● **The problem**: Restate word for word the lines of the entries below, starting with the line that holds "waiters hold reservations." and ending with the line that holds "let frequency = if", and no others.

● **Data under study**:
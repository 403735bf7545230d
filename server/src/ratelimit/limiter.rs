//! In-process token bucket consulted before every action dispatch.

use std::time::Duration;

use futures::future::BoxFuture;
use tokio::sync::Mutex;
use tokio::time::Instant;
use tracing::{debug, warn};

use crate::ratelimit::RateLimitConfig;

/// A gate shared by all concurrent requests.
///
/// `admit` either resolves to `true` (possibly after waiting) or rejects the
/// caller with `false`.
pub trait RateLimit: Send + Sync {
    fn admit(&self) -> BoxFuture<'_, bool>;
}

/// Mutable bucket state; `tokens` goes negative while waiters hold reservations.
struct BucketState {
    tokens: f64,
    last_refill: Instant,
}

/// Token bucket with blocking reservations.
///
/// Tokens refill continuously at `frequency` per second up to `capacity`.
/// A caller finding the bucket empty reserves the next token and sleeps
/// until it is due, unless that wait exceeds `max_wait`.
pub struct TokenBucket {
    frequency: f64,
    capacity: f64,
    max_wait: Option<Duration>,
    state: Mutex<BucketState>,
}

impl TokenBucket {
    /// Creates a full bucket from configuration.
    ///
    /// A frequency that is not a positive finite number falls back to the
    /// default of one token per second.
    pub fn new(config: &RateLimitConfig) -> Self {
        let capacity = f64::from(config.bucket.max(1));
        let frequency = if config.frequency.is_finite() && config.frequency > 0.0 {
            config.frequency
        } else {
            let fallback = RateLimitConfig::default().frequency;
            warn!(
                frequency = config.frequency,
                fallback, "Invalid rate limit frequency, using default"
            );
            fallback
        };
        Self {
            frequency,
            capacity,
            max_wait: config.max_wait,
            state: Mutex::new(BucketState {
                tokens: capacity,
                last_refill: Instant::now(),
            }),
        }
    }

    /// Takes one token, waiting for it if necessary.
    ///
    /// Returns `false` without consuming anything if the wait would exceed
    /// `max_wait`.
    pub async fn acquire(&self) -> bool {
        let wait = {
            let mut state = self.state.lock().await;
            let now = Instant::now();
            let elapsed = now.saturating_duration_since(state.last_refill).as_secs_f64();
            state.tokens = elapsed.mul_add(self.frequency, state.tokens).min(self.capacity);
            state.last_refill = now;

            if state.tokens >= 1.0 {
                state.tokens -= 1.0;
                return true;
            }

            let wait = Duration::from_secs_f64((1.0 - state.tokens) / self.frequency);
            if self.max_wait.is_some_and(|max| wait > max) {
                debug!(wait_ms = wait.as_millis() as u64, "Rate limit wait exceeds maximum, rejecting");
                return false;
            }
            state.tokens -= 1.0;
            wait
        };

        debug!(wait_ms = wait.as_millis() as u64, "Waiting for rate limit token");
        tokio::time::sleep(wait).await;
        true
    }
}

impl RateLimit for TokenBucket {
    fn admit(&self) -> BoxFuture<'_, bool> {
        Box::pin(self.acquire())
    }
}
//! Backend used when no bot session is attached to the gateway.

use std::sync::{Arc, RwLock};

use futures::future::{self, BoxFuture};
use serde_json::json;
use tracing::debug;

use super::{Action, ActionResponse, Backend, EventListener, RETCODE_OFFLINE};

/// A backend without a session.
///
/// Reports itself offline and fails every operation that would need a live
/// account. It never raises events: registered listeners are only counted,
/// so a pusher attached to it stays idle.
#[derive(Default)]
pub struct Detached {
    listeners: RwLock<Vec<Arc<dyn EventListener>>>,
}

impl Detached {
    pub fn new() -> Self {
        Self::default()
    }

    /// Number of registered event listeners.
    pub fn listener_count(&self) -> usize {
        self.listeners.read().map(|l| l.len()).unwrap_or(0)
    }
}

impl Backend for Detached {
    fn self_id(&self) -> i64 {
        0
    }

    fn execute(&self, action: Action) -> BoxFuture<'_, ActionResponse> {
        let response = match action {
            Action::GetStatus => ActionResponse::ok(json!({
                "app_initialized": true,
                "app_enabled": true,
                "app_good": true,
                "online": false,
                "good": false,
            })),
            Action::GetVersionInfo => ActionResponse::ok(json!({
                "app_name": "botgate",
                "app_version": env!("CARGO_PKG_VERSION"),
                "protocol_version": "v11",
                "runtime_os": std::env::consts::OS,
            })),
            Action::CanSendImage | Action::CanSendRecord => {
                ActionResponse::ok(json!({ "yes": false }))
            }
            other => {
                debug!(action = ?other, "No session attached, failing action");
                ActionResponse::failed(RETCODE_OFFLINE).with_msg("no bot session attached")
            }
        };
        Box::pin(future::ready(response))
    }

    fn on_event(&self, listener: Arc<dyn EventListener>) {
        if let Ok(mut listeners) = self.listeners.write() {
            listeners.push(listener);
        }
    }
}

● **Response for this exercise**:
/// Mutable bucket state; `tokens` goes negative while waiters hold reservations.
struct BucketState {
    tokens: f64,
    last_refill: Instant,
}

/// Token bucket with blocking reservations.
///
/// Tokens refill continuously at `frequency` per second up to `capacity`.
/// A caller finding the bucket empty reserves the next token and sleeps
/// until it is due, unless that wait exceeds `max_wait`.
pub struct TokenBucket {
    frequency: f64,
    capacity: f64,
    max_wait: Option<Duration>,
    state: Mutex<BucketState>,
}

impl TokenBucket {
    /// Creates a full bucket from configuration.
    ///
    /// A frequency that is not a positive finite number falls back to the
    /// default of one token per second.
    pub fn new(config: &RateLimitConfig) -> Self {
        let capacity = f64::from(config.bucket.max(1));
        let frequency = if config.frequency.is_finite() && config.frequency > 0.0 {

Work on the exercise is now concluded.